→ **Exercise directions**: Extract the lines that carry the string "format" from the listing.

____

#[cfg(test)]
mod tests {
    use num_bigint::BigUint;

    use super::*;

    // (1 << 254) in decimal: the smallest value needing 255 bits.
    const MIN_255_BIT_VALUE: &str =
        "28948022309329048855892746252171976963317496166410141009864396001978282409984";

    #[test]
    fn builds_with_selector_and_event_id() {
        let params = ProofParamsBuilder::new()
            .selector("0b1010")
            .unwrap()
            .event_id("123")
            .unwrap()
            .build()
            .unwrap();
        assert_eq!(params.selector(), "10");
        assert_eq!(params.event_id(), "123");
    }

    #[test]
    fn hex_selector_normalizes_to_decimal() {
        let params = ProofParamsBuilder::new()
            .selector("0x1f")
            .unwrap()
            .event_id("42")
            .unwrap()
            .build()
            .unwrap();
        assert_eq!(params.selector(), "31");
    }

    #[test]
    fn invalid_selector_fails() {
        let err = ProofParamsBuilder::new()
            .selector("invalid selector")
            .unwrap_err();
        assert!(matches!(err, ParamsError::InvalidSelectorLiteral(_)));
    }

    #[test]
    fn event_id_accepts_hex_literal() {
        let params = ProofParamsBuilder::new()
            .selector("1")
            .unwrap()
            .event_id("0x1a2b3c")
            .unwrap()
            .build()
            .unwrap();
        assert_eq!(params.event_id(), "1715004");
    }

    #[test]
    fn event_id_at_254_bits_succeeds() {
        let max_254: BigUint =
            BigUint::parse_bytes(MIN_255_BIT_VALUE.as_bytes(), 10).unwrap() - 1u8;
        let literal = max_254.to_str_radix(10);
        let params = ProofParamsBuilder::new()
            .selector("1")
            .unwrap()
            .event_id(&literal)
            .unwrap()
            .build()
            .unwrap();
        assert_eq!(params.event_id(), literal);
    }

    #[test]
    fn event_id_at_255_bits_fails() {
        let err = ProofParamsBuilder::new()
            .event_id(MIN_255_BIT_VALUE)
            .unwrap_err();
        assert!(matches!(
            err,
            ParamsError::EventIdTooWide { limit: 254, bits: 255 }
        ));
    }

    #[test]
    fn oversized_hex_event_id_fails() {
        let literal = format!("0x{}", "f".repeat(70));
        assert!(ProofParamsBuilder::new().event_id(&literal).is_err());
    }

    #[test]
    fn event_id_rejects_garbage() {
        for bad in ["", "-1", "ten", "0x", "1.5"] {
            assert!(
                matches!(
                    ProofParamsBuilder::new().event_id(bad),
                    Err(ParamsError::InvalidEventId(_))
                ),
                "{bad:?} should be rejected"
            );
        }
    }

    #[test]
    fn build_without_required_fields_names_both() {
        let err = ProofParamsBuilder::new().build().unwrap_err();
        let msg = format!("{err}");
        assert!(msg.contains("selector"));
        assert!(msg.contains("event_id"));
    }

    #[test]
    fn build_with_only_selector_fails() {
        let err = ProofParamsBuilder::new()
            .selector("0b1")
            .unwrap()
            .build()
            .unwrap_err();
        assert!(format!("{err}").contains("event_id"));
    }

    #[test]
    fn build_with_only_event_id_fails() {
        let err = ProofParamsBuilder::new()
            .event_id("1")
            .unwrap()
            .build()
            .unwrap_err();
        assert!(format!("{err}").contains("selector"));
    }

    #[test]
    fn identity_counter_bounds_stored_as_given() {
        let params = ProofParamsBuilder::new()
            .selector("1")
            .unwrap()
            .event_id("2")
            .unwrap()
            .identity_counter_bounds("0", "10")
            .unwrap()
            .build()
            .unwrap();
        assert_eq!(params.identity_counter_lower_bound(), Some("0"));
        assert_eq!(params.identity_counter_upper_bound(), Some("10"));
    }

    #[test]
    fn inverted_identity_counter_bounds_fail() {
        let err = ProofParamsBuilder::new()
            .identity_counter_bounds("10", "5")
            .unwrap_err();
        assert!(matches!(
            err,
            ParamsError::BoundInversion {
                field: "identity_counter_upper_bound",
                ..
            }
        ));
    }

    #[test]
    fn equal_bounds_succeed() {
        assert!(ProofParamsBuilder::new()
            .identity_counter_bounds("7", "7")
            .is_ok());
        assert!(ProofParamsBuilder::new().timestamp_bounds("7", "7").is_ok());
    }

    #[test]
    fn non_decimal_bounds_fail() {
        let err = ProofParamsBuilder::new()
            .timestamp_bounds("-1", "10")
            .unwrap_err();
        assert!(matches!(
            err,
            ParamsError::InvalidBound { field: "timestamp_lower_bound", .. }
        ));
    }

    #[test]
    fn inverted_timestamp_bounds_fail() {
        assert!(ProofParamsBuilder::new().timestamp_bounds("100", "99").is_err());
    }

    #[test]
    fn bounds_wider_than_u64_fail_at_the_builder() {
        // Valid digit shape, too wide for the wire's JSON numbers.
        let wide = "99999999999999999999999999";
        let err = ProofParamsBuilder::new()
            .timestamp_bounds(wide, wide)
            .unwrap_err();
        assert!(matches!(
            err,
            ParamsError::BoundOutOfRange { field: "timestamp_lower_bound", .. }
        ));

        let err = ProofParamsBuilder::new()
            .identity_counter_bounds("0", wide)
            .unwrap_err();
        assert!(matches!(
            err,
            ParamsError::BoundOutOfRange { field: "identity_counter_upper_bound", .. }
        ));
    }

    #[test]
    fn bounds_at_u64_max_succeed() {
        let max = u64::MAX.to_string();
        let params = ProofParamsBuilder::new()
            .selector("1")
            .unwrap()
            .event_id("2")
            .unwrap()
            .timestamp_bounds(&max, &max)
            .unwrap()
            .build()
            .unwrap();
        assert_eq!(params.timestamp_lower_bound(), Some(max.as_str()));
    }

    #[test]
    fn birth_date_bounds_are_hex_packed() {
        let params = ProofParamsBuilder::new()
            .selector("1")
            .unwrap()
            .event_id("2")
            .unwrap()
            .birth_date_bounds("010101", "020202")
            .unwrap()
            .build()
            .unwrap();
        assert_eq!(params.birth_date_lower_bound(), Some("0x303130313031"));
        assert_eq!(params.birth_date_upper_bound(), Some("0x303230323032"));
    }

    #[test]
    fn date_bounds_allow_inverted_order() {
        // Intentional: a caller may express "either side of a cutoff".
        assert!(ProofParamsBuilder::new()
            .birth_date_bounds("990101", "010101")
            .is_ok());
    }

    #[test]
    fn malformed_date_bound_names_the_field() {
        let err = ProofParamsBuilder::new()
            .expiration_date_bounds("240101", "25011")
            .unwrap_err();
        assert!(matches!(
            err,
            ParamsError::InvalidPassportDate {
                field: "expiration_date_upper_bound",
                ..
            }
        ));
    }

    #[test]
    fn full_parameter_set_round_trips() {
        let params = ProofParamsBuilder::new()
            .selector("1")
            .unwrap()
            .event_id("2")
            .unwrap()
            .citizenship_mask(CitizenshipCode::new("UKR").unwrap())
            .sex(Sex::Male)
            .identity_counter_bounds("0", "1")
            .unwrap()
            .birth_date_bounds("010101", "020202")
            .unwrap()
            .event_data("0xabcdef1234")
            .expiration_date_bounds("240101", "250101")
            .unwrap()
            .timestamp_bounds("1000", "2000")
            .unwrap()
            .build()
            .unwrap();

        assert_eq!(params.selector(), "1");
        assert_eq!(params.event_id(), "2");
        assert_eq!(params.citizenship_mask().map(|c| c.as_str()), Some("UKR"));
        assert_eq!(params.sex(), Some(Sex::Male));
        assert_eq!(params.identity_counter_lower_bound(), Some("0"));
        assert_eq!(params.identity_counter_upper_bound(), Some("1"));
        assert_eq!(params.birth_date_lower_bound(), Some("0x303130313031"));
        assert_eq!(params.birth_date_upper_bound(), Some("0x303230323032"));
        assert_eq!(params.event_data(), Some("0xabcdef1234"));
        assert_eq!(params.expiration_date_lower_bound(), Some("0x323430313031"));
        assert_eq!(params.expiration_date_upper_bound(), Some("0x323530313031"));
        assert_eq!(params.timestamp_lower_bound(), Some("1000"));
        assert_eq!(params.timestamp_upper_bound(), Some("2000"));
    }

    #[test]
    fn serializes_camel_case_and_omits_unset_fields() {
        let params = ProofParamsBuilder::new()
            .selector("0x2a")
            .unwrap()
            .event_id("3")
            .unwrap()
            .timestamp_bounds("1000", "2000")
            .unwrap()
            .build()
            .unwrap();
        let json = serde_json::to_value(&params).unwrap();
        assert_eq!(json["selector"], "42");
        assert_eq!(json["eventId"], "3");
        assert_eq!(json["timestampLowerBound"], "1000");
        assert!(json.get("citizenshipMask").is_none());
        assert!(json.get("birthDateLowerBound").is_none());
    }
}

____

→ **The completed task**:
        let literal = format!("0x{}", "f".repeat(70));
        let msg = format!("{err}");
        assert!(format!("{err}").contains("event_id"));
        assert!(format!("{err}").contains("selector"));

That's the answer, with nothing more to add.